> What is expected:
Report every line of the records below that contains the word "Result".

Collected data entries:
───

use std::fs::{self, File};
use std::io::{BufReader, BufWriter, Write};
use std::path::Path;
use anyhow::Result;
use super::types::{ScanReport, ReportStats};
use crate::types::{Diagnostic, Severity};
use log;

impl ScanReport {
    pub fn new(root: &Path, diagnostics: Vec<Diagnostic>) -> Self {
        Self {
            root: root.to_owned(),
            diagnostics,
        }
    }

    /// Load a previously saved report, or start an empty one if none exists yet.
    pub fn load_or_create(path: &Path) -> Result<Self> {
        if !path.exists() {
            log::debug!("No report at {}, starting empty", path.display());
            return Ok(Self::default());
        }

        let reader = BufReader::new(File::open(path)?);
        let report: Self = serde_json::from_reader(reader)?;
        log::debug!(
            "Loaded report for {} with {} diagnostics",
            report.root.display(),
            report.diagnostics.len()
        );
        Ok(report)
    }

    /// Write the report as pretty JSON, creating missing parent directories.
    pub fn save(&self, path: &Path) -> Result<()> {
        log::debug!("Writing {} diagnostics to {}", self.diagnostics.len(), path.display());

        // A bare file name has an empty parent; nothing to create then
        match path.parent() {
            Some(parent) if !parent.as_os_str().is_empty() => fs::create_dir_all(parent)?,
            _ => {}
        }

        let mut writer = BufWriter::new(File::create(path)?);
        serde_json::to_writer_pretty(&mut writer, self)?;
        writer.flush()?;
        log::debug!("Report written to {}", path.display());
        Ok(())
    }

    pub fn get_stats(&self) -> ReportStats {
        let mut stats = ReportStats {
            total: self.diagnostics.len(),
            ..Default::default()
        };

        for diagnostic in &self.diagnostics {
            // Severity buckets always add up to the total
            match diagnostic.severity {
                Severity::Info => stats.info += 1,
                Severity::Warning => stats.warning += 1,
                Severity::Error => stats.error += 1,
            }
            if diagnostic.fix.as_ref().is_some_and(|f| f.applied) {
                stats.fixed += 1;
            }
            *stats.by_kind.entry(diagnostic.kind).or_default() += 1;
        }

        stats
    }
}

───

> Task output:
use anyhow::Result;
    pub fn load_or_create(path: &Path) -> Result<Self> {
    pub fn save(&self, path: &Path) -> Result<()> {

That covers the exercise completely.